Inflation has caused significant damage to households and businesses in recent years, but Americans are optimistic that the annual increase in prices will return to levels close to those seen before the pandemic. According to a four-times-a-year survey by the Cleveland Federal Reserve of business leaders, top executives expect the rate of inflation to decrease to an average of 3.4% using the consumer price index (CPI) in the next 12 months.
The good news is that the CPI is already at this level. The rate of inflation in the 12 months ending December was already at 3.4%, and it’s expected to drop to 2.9% in the January report, due out Tuesday morning. However, a better measure of future inflation was somewhat higher.

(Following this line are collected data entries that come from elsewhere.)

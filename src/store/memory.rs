//! In-memory reference store
//!
//! Thread-safe over DashMap; reads take no global lock and the visibility
//! flag update is atomic per entry via the map's entry guard.

use crate::error::Result;
use crate::model::{ActivityRecord, Category, ContentItem, ContentStatus};
use crate::store::ContentStore;
use async_trait::async_trait;
use dashmap::DashMap;
use tracing::debug;

/// DashMap-backed store, suitable for tests and single-node deployments
#[derive(Default)]
pub struct MemoryStore {
    categories: DashMap<String, Category>,
    items: DashMap<String, ContentItem>,
    activity: DashMap<String, ActivityRecord>,
}

impl MemoryStore {
    /// Create an empty store
    pub fn new() -> Self {
        Self::default()
    }

    fn published_items(&self) -> Vec<ContentItem> {
        self.items
            .iter()
            .filter(|entry| entry.status == ContentStatus::Published)
            .map(|entry| entry.value().clone())
            .collect()
    }
}

#[async_trait]
impl ContentStore for MemoryStore {
    async fn get_category(&self, id: &str) -> Result<Option<Category>> {
        Ok(self.categories.get(id).map(|entry| entry.value().clone()))
    }

    async fn list_categories(&self) -> Result<Vec<Category>> {
        let mut categories: Vec<Category> = self
            .categories
            .iter()
            .map(|entry| entry.value().clone())
            .collect();
        // Stable listing order for callers that render directly
        categories.sort_by(|a, b| a.name.cmp(&b.name));
        Ok(categories)
    }

    async fn put_category(&self, category: Category) -> Result<()> {
        debug!(category_id = %category.id, "Category stored");
        self.categories.insert(category.id.clone(), category);
        Ok(())
    }

    async fn set_category_visibility(
        &self,
        id: &str,
        is_public: bool,
    ) -> Result<Option<Category>> {
        // get_mut holds the shard guard, so the flag write is atomic
        // per entry; last writer wins on concurrent toggles of one id
        match self.categories.get_mut(id) {
            Some(mut entry) => {
                entry.is_public = Some(is_public);
                Ok(Some(entry.value().clone()))
            }
            None => Ok(None),
        }
    }

    async fn get_item(&self, id: &str) -> Result<Option<ContentItem>> {
        Ok(self.items.get(id).map(|entry| entry.value().clone()))
    }

    async fn list_items(&self) -> Result<Vec<ContentItem>> {
        Ok(self.items.iter().map(|entry| entry.value().clone()).collect())
    }

    async fn put_item(&self, item: ContentItem) -> Result<()> {
        debug!(item_id = %item.id, "Content item stored");
        self.items.insert(item.id.clone(), item);
        Ok(())
    }

    async fn list_published_by_views(&self) -> Result<Vec<ContentItem>> {
        let mut items = self.published_items();
        items.sort_by(|a, b| b.view_count.cmp(&a.view_count).then(a.id.cmp(&b.id)));
        Ok(items)
    }

    async fn list_published_by_updated(&self) -> Result<Vec<ContentItem>> {
        let mut items = self.published_items();
        items.sort_by(|a, b| b.updated_at.cmp(&a.updated_at).then(a.id.cmp(&b.id)));
        Ok(items)
    }

    async fn record_activity(&self, record: ActivityRecord) -> Result<()> {
        self.activity.insert(record.id.clone(), record);
        Ok(())
    }

    async fn list_activity_by_time(&self) -> Result<Vec<ActivityRecord>> {
        let mut records: Vec<ActivityRecord> = self
            .activity
            .iter()
            .map(|entry| entry.value().clone())
            .collect();
        records.sort_by(|a, b| b.occurred_at.cmp(&a.occurred_at).then(a.id.cmp(&b.id)));
        Ok(records)
    }
}
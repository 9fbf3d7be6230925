//! Lattice Core - category visibility and content aggregation
//!
//! The authorization core for the Lattice wiki platform. Every read path
//! that lists or aggregates content items (category grid, popular pages,
//! recent changes, activity feed) must apply one shared visibility rule:
//! items in a restricted category are invisible to unprivileged principals
//! everywhere, while moderators and admins see everything.
//!
//! ## Components
//!
//! - **Policy**: the pure visibility predicate, single point of truth
//! - **Catalog**: category directory with principal-filtered listing
//! - **Aggregate**: popular / recent / activity read paths sharing the predicate
//! - **Cache**: TTL + generation-based result cache with coarse invalidation
//! - **Service**: facade wiring the above, including the admin-only
//!   visibility toggle that invalidates synchronously

pub mod aggregate;
pub mod cache;
pub mod catalog;
pub mod config;
pub mod error;
pub mod model;
pub mod policy;
pub mod principal;
pub mod service;
pub mod store;

pub use config::VisibilityConfig;
pub use error::{LatticeError, Result};
pub use model::{ActivityKind, ActivityRecord, Category, ContentItem, ContentStatus};
pub use principal::{Principal, Role};
pub use service::{ToggleOutcome, ToggleStatus, VisibilityService};
//! Storage seam for categories, content items and activity
//!
//! The persistence engine is out of scope for this crate; the trait only
//! demands what the read paths and the toggle mutation need - point lookup
//! by id, ordered scans, and an atomic single-entry flag update.
//! `MemoryStore` is the reference implementation.

mod memory;

pub use memory::MemoryStore;

use crate::error::Result;
use crate::model::{ActivityRecord, Category, ContentItem};
use async_trait::async_trait;

/// Backing store for the category directory and the aggregators
#[async_trait]
pub trait ContentStore: Send + Sync {
    /// Point lookup of a category
    async fn get_category(&self, id: &str) -> Result<Option<Category>>;

    /// All categories, unfiltered (policy is applied by the directory)
    async fn list_categories(&self) -> Result<Vec<Category>>;

    /// Insert or replace a category
    async fn put_category(&self, category: Category) -> Result<()>;

    /// Atomically set a category's visibility flag.
    ///
    /// Returns the updated category, or None when the id does not exist.
    /// Concurrent updates of the same id are last-writer-wins.
    async fn set_category_visibility(&self, id: &str, is_public: bool)
        -> Result<Option<Category>>;

    /// Point lookup of a content item
    async fn get_item(&self, id: &str) -> Result<Option<ContentItem>>;

    /// All content items, unordered
    async fn list_items(&self) -> Result<Vec<ContentItem>>;

    /// Insert or replace a content item
    async fn put_item(&self, item: ContentItem) -> Result<()>;

    /// Published items ordered by view count, descending
    async fn list_published_by_views(&self) -> Result<Vec<ContentItem>>;

    /// Published items ordered by update timestamp, descending
    async fn list_published_by_updated(&self) -> Result<Vec<ContentItem>>;

    /// Append an activity event
    async fn record_activity(&self, record: ActivityRecord) -> Result<()>;

    /// Activity events ordered by occurrence timestamp, descending
    async fn list_activity_by_time(&self) -> Result<Vec<ActivityRecord>>;
}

The core CPI, which excludes food and energy, stood at a 12-month rate of 3.9% at the end of December 2023.
In addition, a long-running survey of consumers also found that Americans expect inflation to continue decelerating towards prepandemic levels. Households expect an inflation rate of 2.9% for the next year, according to the consumer sentiment survey. Both surveys show that inflation expectations are “well anchored,” meaning nobody expects much movement from current levels up or down.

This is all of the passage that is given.